I was inside my Professional/Educator account, just casually poking around. That’s when I stumbled upon something that should’ve been standard.

The “Change Email” option.

At first, I wasn’t expecting much — just another boring email update form. But then I noticed something… weird.

Just an input box and a Save button.

I had a hunch.

“What if I link an email that doesn’t belong to me?”

I typed in a random email. Let’s call it:

🔹 admin@example.com

Boom.

The system instantly sent a 6-digit OTP. Alright, fair enough. But then I tested the next step. I entered random numbers. No rate limiting. I tried a basic brute-force script. The OTP had no cooldown. Within minutes, I had guessed the code.

And just like that… I had linked someone else’s email to my account. But the real kicker? The email didn’t even need to exist yet. That meant I could pre-register emails before their real owners even signed up.

At first, this was just a weird bug. But the more I thought about it, the worse it got. This wasn’t just an account takeover. This was a preemptive strike.

If the real owner ever tried to sign up, they’d find out their email was already in use. The only way in? Reset the password.

But by then, I had already linked:
✅ My phone number.
✅ My MFA device.
✅ My security key.

Their email, my account.

Want to stop someone from making an account? Just claim their email first and require MFA only you control.

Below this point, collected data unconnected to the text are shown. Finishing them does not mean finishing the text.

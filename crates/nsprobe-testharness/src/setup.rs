//! ---
//! nsp_section: "06-test-harness"
//! nsp_subsection: "module"
//! nsp_type: "source"
//! nsp_scope: "code"
//! nsp_description: "Probe scenarios, setup and reporting."
//! nsp_version: "v0.1.0"
//! nsp_owner: "tbd"
//! ---
//! Setup phase: load the shared document once, before any scenario runs.

use std::fs;
use std::sync::Arc;
use std::time::Duration;

use nsprobe_common::HarnessConfig;
use nsprobe_dom::{Document, DocumentLoader, LoadState};
use nsprobe_exec::{DispatchTable, ExecutionContext};
use nsprobe_sync::{CompletionLatch, LatchError};
use tracing::{error, info};

use crate::error::HarnessError;
use crate::fixtures::XHTML_TEST_PAGE;

/// Load `markup` on the primary UI thread and block until it is available.
///
/// A state listener turns the loader's `Succeeded` notification into a latch
/// signal; `Failed` and `Cancelled` interrupt the wait so a broken document is
/// reported at once rather than after `timeout`.
pub fn load_shared_document(
    dispatch: &DispatchTable,
    markup: &str,
    content_type: &str,
    timeout: Duration,
) -> Result<Arc<Document>, HarnessError> {
    let loader = DocumentLoader::new();
    let loaded = Arc::new(CompletionLatch::new());
    {
        let loaded = Arc::clone(&loaded);
        loader.add_state_listener(move |_, next| match next {
            LoadState::Succeeded => {
                loaded.signal();
            }
            LoadState::Failed | LoadState::Cancelled => loaded.interrupt(),
            _ => {}
        });
    }

    let task_loader = loader.clone();
    let markup = markup.to_owned();
    let content_type = content_type.to_owned();
    dispatch
        .submit(ExecutionContext::PrimaryUi, move || {
            if let Err(err) = task_loader.load_content(markup, content_type) {
                error!(error = %err, "document load could not start");
            }
        })
        .map_err(|err| HarnessError::Setup {
            reason: format!("unable to schedule document load: {err}"),
        })?;

    match loaded.wait_timeout(timeout) {
        Ok(()) => {
            let document = loader.document().ok_or_else(|| HarnessError::Setup {
                reason: "loader reported success without a document".to_owned(),
            })?;
            info!(
                kind = %document.kind(),
                nodes = document.node_count(),
                "shared document ready"
            );
            Ok(document)
        }
        Err(LatchError::Interrupted) => Err(HarnessError::Setup {
            reason: loader
                .error()
                .unwrap_or_else(|| format!("document load ended as {}", loader.state())),
        }),
        Err(LatchError::TimedOut { waited }) => {
            loader.cancel();
            Err(HarnessError::Setup {
                reason: format!("document not loaded within {waited:?}"),
            })
        }
    }
}

/// Load the document named by `config`, or the built-in XHTML test page.
pub fn load_document_from_config(
    dispatch: &DispatchTable,
    config: &HarnessConfig,
) -> Result<Arc<Document>, HarnessError> {
    let markup = match &config.document.path {
        Some(path) => fs::read_to_string(path).map_err(|err| HarnessError::Setup {
            reason: format!("unable to read {}: {err}", path.display()),
        })?,
        None => XHTML_TEST_PAGE.to_owned(),
    };
    load_shared_document(
        dispatch,
        &markup,
        &config.document.content_type,
        config.timeouts.setup,
    )
}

Imagine a student trying to register for a crucial exam. They can’t. Why? Because someone already “owns” their email.

This one was scary.

I could attach trusted emails to my profile, making phishing attacks way more convincing. Imagine getting an email from a verified professional account — who wouldn’t trust it?

Or worse…

What if I linked a school administrator’s email to my account? Suddenly, I’d have a legitimate identity to request sensitive student data.

This wasn’t just an account takeover. It was identity theft before identity even existed.